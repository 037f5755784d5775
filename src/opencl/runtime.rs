//! Абстракция вычислительного рантайма
//!
//! Методы повторяют вызовы OpenCL, которые нужны конвейеру умножения.
//! Реальная реализация живет в [`super::device`], тесты подставляют
//! свою заглушку с учетом ресурсов.

use crate::error::ClResult;

/// Режим доступа ядра к буферу устройства
#[derive(Debug, Clone, Copy, PartialEq, Eq)]
pub enum MemAccess {
    ReadOnly,
    WriteOnly,
}

/// Значение аргумента ядра
#[derive(Debug, Clone, Copy, PartialEq)]
pub enum KernelArg<B> {
    Buffer(B),
    Int(i32),
}

/// Вычислительный рантайм (платформа, устройство, очередь команд)
pub trait ComputeRuntime {
    type Platform: Copy;
    type Device: Copy;
    type Context: Copy;
    type Queue: Copy;
    type Program: Copy;
    type Kernel: Copy;
    type Buffer: Copy;

    /// Первая доступная платформа
    fn platform(&self) -> ClResult<Self::Platform>;

    /// Первое GPU-устройство платформы. Другие классы устройств не рассматриваются.
    fn gpu_device(&self, platform: Self::Platform) -> ClResult<Self::Device>;

    fn device_name(&self, device: Self::Device) -> ClResult<String>;

    fn create_context(&self, device: Self::Device) -> ClResult<Self::Context>;

    fn create_queue(&self, context: Self::Context, device: Self::Device) -> ClResult<Self::Queue>;

    fn create_program(&self, context: Self::Context, source: &str) -> ClResult<Self::Program>;

    /// Компилирует программу. При ошибке возвращает `ClError::Build` с логом компилятора.
    fn build_program(&self, program: Self::Program, device: Self::Device) -> ClResult<()>;

    fn create_kernel(&self, program: Self::Program, entry_point: &str) -> ClResult<Self::Kernel>;

    fn create_buffer(&self, context: Self::Context, access: MemAccess, size: usize) -> ClResult<Self::Buffer>;

    fn set_kernel_arg(&self, kernel: Self::Kernel, index: u32, arg: KernelArg<Self::Buffer>) -> ClResult<()>;

    /// Неблокирующая запись в буфер устройства.
    ///
    /// `data` должна оставаться живой до `finish` на той же очереди, в том
    /// числе когда последующий шаг завершился ошибкой.
    fn enqueue_write(&self, queue: Self::Queue, buffer: Self::Buffer, data: &[f32]) -> ClResult<()>;

    /// Двумерный запуск ядра; локальный размер группы выбирает драйвер
    fn enqueue_kernel_2d(&self, queue: Self::Queue, kernel: Self::Kernel, global: [usize; 2]) -> ClResult<()>;

    /// Блокирует до опустошения очереди
    fn finish(&self, queue: Self::Queue) -> ClResult<()>;

    /// Блокирующее чтение буфера устройства
    fn enqueue_read(&self, queue: Self::Queue, buffer: Self::Buffer, out: &mut [f32]) -> ClResult<()>;

    fn release_buffer(&self, buffer: Self::Buffer);
    fn release_kernel(&self, kernel: Self::Kernel);
    fn release_program(&self, program: Self::Program);
    fn release_queue(&self, queue: Self::Queue);
    fn release_context(&self, context: Self::Context);
}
☆ ☆ ☆ ☆ ☆ ☆ ☆
Task prompt:
Copy out each line of the listing that holds the string "ядра".

Solution to this problem:
/// Режим доступа ядра к буферу устройства
/// Значение аргумента ядра
    /// Двумерный запуск ядра; локальный размер группы выбирает драйвер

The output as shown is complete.